Take care with filenames:
* `mnms` will not prevent you from overwriting preexisting products in your `private_path`!
* `mnms` **will** prevent you from writing a filename into your `private_path` if it already exists in the public location indicated by `sofind`. This ensures reading products from disk is always unambiguous as to where the product comes from.
## Other Notes
* All noise models can account for correlated detector-arrays. The array correlations are introduced automatically between `qids` if multiple `qids` are passed in the constructor to a noise model. Adding a list of subproduct_kwargs for a given subproduct key expands the datasets as the outer product of all `qids` and `subproduct_kwargs` lists. See the documentation of `noise_models.BaseNoiseModel.from_config` for more detail.

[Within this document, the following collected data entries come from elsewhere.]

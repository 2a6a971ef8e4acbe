//! Financial dataset definitions.
//!
//! A [`FinancialDataset`] holds the reported figures for a company over a few
//! fiscal years: income statement lines, segment and product-line revenue,
//! regional revenue for the latest year and a handful of reported ratios.
//! Amounts are in millions of USD.

use crate::error::{MetricsError, Result};
use indexmap::IndexMap;
use serde::{Deserialize, Serialize};
use std::path::Path;
use tracing::debug;

/// Income statement lines for one fiscal year.
#[derive(Debug, Clone, PartialEq, Serialize, Deserialize)]
pub struct FiscalYearResults {
    /// Fiscal year (e.g., 2024)
    pub fiscal_year: i32,
    /// Total revenue
    pub revenue: f64,
    /// Gross profit
    pub gross_profit: f64,
    /// Operating income
    pub operating_income: f64,
    /// Net income
    pub net_income: f64,
}

impl FiscalYearResults {
    /// Create results for one fiscal year.
    pub const fn new(
        fiscal_year: i32,
        revenue: f64,
        gross_profit: f64,
        operating_income: f64,
        net_income: f64,
    ) -> Self {
        Self {
            fiscal_year,
            revenue,
            gross_profit,
            operating_income,
            net_income,
        }
    }
}

/// A revenue line (segment or product category) reported per fiscal year.
#[derive(Debug, Clone, PartialEq, Serialize, Deserialize)]
pub struct RevenueLine {
    /// Line name
    pub name: String,
    /// Revenue keyed by fiscal year
    pub revenue_by_year: IndexMap<i32, f64>,
}

impl RevenueLine {
    /// Create a revenue line from `(fiscal_year, revenue)` pairs.
    pub fn new(name: impl Into<String>, revenue: impl IntoIterator<Item = (i32, f64)>) -> Self {
        Self {
            name: name.into(),
            revenue_by_year: revenue.into_iter().collect(),
        }
    }

    /// Revenue for a fiscal year, if reported.
    pub fn revenue(&self, fiscal_year: i32) -> Option<f64> {
        self.revenue_by_year.get(&fiscal_year).copied()
    }
}

/// Revenue attributed to a geographic region in the latest fiscal year.
#[derive(Debug, Clone, PartialEq, Serialize, Deserialize)]
pub struct RegionRevenue {
    /// Region name
    pub name: String,
    /// Revenue
    pub revenue: f64,
}

impl RegionRevenue {
    /// Create a region entry.
    pub fn new(name: impl Into<String>, revenue: f64) -> Self {
        Self {
            name: name.into(),
            revenue,
        }
    }
}

/// A reported ratio (in percent) per fiscal year, e.g. R&D as % of revenue.
#[derive(Debug, Clone, PartialEq, Serialize, Deserialize)]
pub struct RatioSeries {
    /// Ratio name
    pub name: String,
    /// Values keyed by fiscal year
    pub values_by_year: IndexMap<i32, f64>,
}

impl RatioSeries {
    /// Create a ratio series from `(fiscal_year, value)` pairs.
    pub fn new(name: impl Into<String>, values: impl IntoIterator<Item = (i32, f64)>) -> Self {
        Self {
            name: name.into(),
            values_by_year: values.into_iter().collect(),
        }
    }
}

/// Reported financial figures for one company.
#[derive(Debug, Clone, PartialEq, Serialize, Deserialize)]
pub struct FinancialDataset {
    /// Company name
    pub company: String,
    /// Income statement per fiscal year, ascending
    pub fiscal_years: Vec<FiscalYearResults>,
    /// Business segment revenue
    #[serde(default)]
    pub segments: Vec<RevenueLine>,
    /// Regional revenue for the latest fiscal year
    #[serde(default)]
    pub regions: Vec<RegionRevenue>,
    /// Product-line revenue
    #[serde(default)]
    pub product_mix: Vec<RevenueLine>,
    /// Other reported ratios
    #[serde(default)]
    pub ratios: Vec<RatioSeries>,
}

impl FinancialDataset {
    /// NVIDIA reported figures for fiscal years 2022 through 2024.
    pub fn nvidia_fy2024() -> Self {
        Self {
            company: "NVIDIA Corporation".to_string(),
            fiscal_years: vec![
                FiscalYearResults::new(2022, 26914.0, 16936.0, 10041.0, 9752.0),
                FiscalYearResults::new(2023, 26974.0, 15356.0, 4224.0, 4368.0),
                FiscalYearResults::new(2024, 60922.0, 44297.0, 32972.0, 29760.0),
            ],
            segments: vec![
                RevenueLine::new(
                    "Data Center",
                    [(2022, 10613.0), (2023, 15005.0), (2024, 47514.0)],
                ),
                RevenueLine::new("Gaming", [(2022, 12462.0), (2023, 9067.0), (2024, 10438.0)]),
                RevenueLine::new(
                    "Professional Visualization",
                    [(2022, 2111.0), (2023, 1544.0), (2024, 1544.0)],
                ),
                RevenueLine::new("Automotive", [(2022, 566.0), (2023, 903.0), (2024, 2906.0)]),
            ],
            regions: vec![
                RegionRevenue::new("United States", 13829.0),
                RegionRevenue::new("Taiwan", 11988.0),
                RegionRevenue::new("China", 10323.0),
                RegionRevenue::new("Singapore", 9662.0),
                RegionRevenue::new("Other", 15120.0),
            ],
            product_mix: vec![
                RevenueLine::new(
                    "Compute & Networking",
                    [(2022, 11046.0), (2023, 15068.0), (2024, 51274.0)],
                ),
                RevenueLine::new(
                    "Graphics",
                    [(2022, 15868.0), (2023, 11906.0), (2024, 9648.0)],
                ),
            ],
            ratios: vec![
                RatioSeries::new(
                    "R&D as % of Revenue",
                    [(2022, 21.4), (2023, 27.1), (2024, 12.7)],
                ),
                RatioSeries::new(
                    "SG&A as % of Revenue",
                    [(2022, 10.9), (2023, 14.1), (2024, 5.9)],
                ),
            ],
        }
    }

    /// Parse and validate a dataset from JSON.
    ///
    /// # Errors
    ///
    /// Returns an error if the JSON is malformed or the dataset is invalid.
    pub fn from_json_str(json: &str) -> Result<Self> {
        let dataset: Self = serde_json::from_str(json)?;
        dataset.validate()?;
        Ok(dataset)
    }

    /// Load and validate a dataset from a JSON file.
    ///
    /// # Errors
    ///
    /// Returns an error if the file cannot be read or its contents are invalid.
    pub fn from_json_file(path: impl AsRef<Path>) -> Result<Self> {
        let path = path.as_ref();
        debug!(path = %path.display(), "loading financial dataset");
        let json = std::fs::read_to_string(path)?;
        Self::from_json_str(&json)
    }

    /// Serialize to pretty JSON.
    ///
    /// # Errors
    ///
    /// Returns an error if serialization fails.
    pub fn to_json(&self) -> Result<String> {
        Ok(serde_json::to_string_pretty(self)?)
    }

    /// Check structural invariants.
    ///
    /// # Errors
    ///
    /// Returns [`MetricsError::InvalidDataset`] if there are no fiscal years,
    /// the years are not strictly ascending, or any revenue is negative.
    pub fn validate(&self) -> Result<()> {
        if self.fiscal_years.is_empty() {
            return Err(MetricsError::InvalidDataset(
                "at least one fiscal year is required".to_string(),
            ));
        }

        for pair in self.fiscal_years.windows(2) {
            if pair[1].fiscal_year <= pair[0].fiscal_year {
                return Err(MetricsError::InvalidDataset(format!(
                    "fiscal years must be strictly ascending: {} then {}",
                    pair[0].fiscal_year, pair[1].fiscal_year
                )));
            }
        }

        if let Some(year) = self.fiscal_years.iter().find(|y| y.revenue < 0.0) {
            return Err(MetricsError::InvalidDataset(format!(
                "negative revenue for fiscal year {}",
                year.fiscal_year
            )));
        }

        let lines = self.segments.iter().chain(&self.product_mix);
        for line in lines {
            if let Some((year, _)) = line.revenue_by_year.iter().find(|(_, v)| **v < 0.0) {
                return Err(MetricsError::InvalidDataset(format!(
                    "negative revenue for {} in fiscal year {}",
                    line.name, year
                )));
            }
        }

        if let Some(region) = self.regions.iter().find(|r| r.revenue < 0.0) {
            return Err(MetricsError::InvalidDataset(format!(
                "negative revenue for region {}",
                region.name
            )));
        }

        Ok(())
    }

    /// Results for the most recent fiscal year.
    pub fn latest(&self) -> Option<&FiscalYearResults> {
        self.fiscal_years.last()
    }

    /// Results for the fiscal year before the most recent one.
    pub fn previous(&self) -> Option<&FiscalYearResults> {
        self.fiscal_years.iter().rev().nth(1)
    }

    /// Results for a given fiscal year.
    pub fn year(&self, fiscal_year: i32) -> Option<&FiscalYearResults> {
        self.fiscal_years
            .iter()
            .find(|y| y.fiscal_year == fiscal_year)
    }

    /// Look up a segment by name.
    pub fn segment(&self, name: &str) -> Option<&RevenueLine> {
        self.segments.iter().find(|s| s.name == name)
    }
}

impl Default for FinancialDataset {
    fn default() -> Self {
        Self::nvidia_fy2024()
    }
}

* All noise models are multithreaded. Please ensure to set the environment variable `OMP_NUM_THREADS` appropriately in your slurm scripts. The bottleneck tends to be either spherical-harmonic transforms or fourier transforms. We've had success on 10-20 threads; more than that tends to incur too much overhead. The number of threads also plays a role in random number generation, so sims with identical parameters but run with a different number of threads will be different.
* All map products assume the following axis assignment convention: (qid, split, polarization, y, x). If the map is loaded as an alm, the last two axes will only be one axis: the lm index. Because simulations are per-split, the second axis always has dimension 1!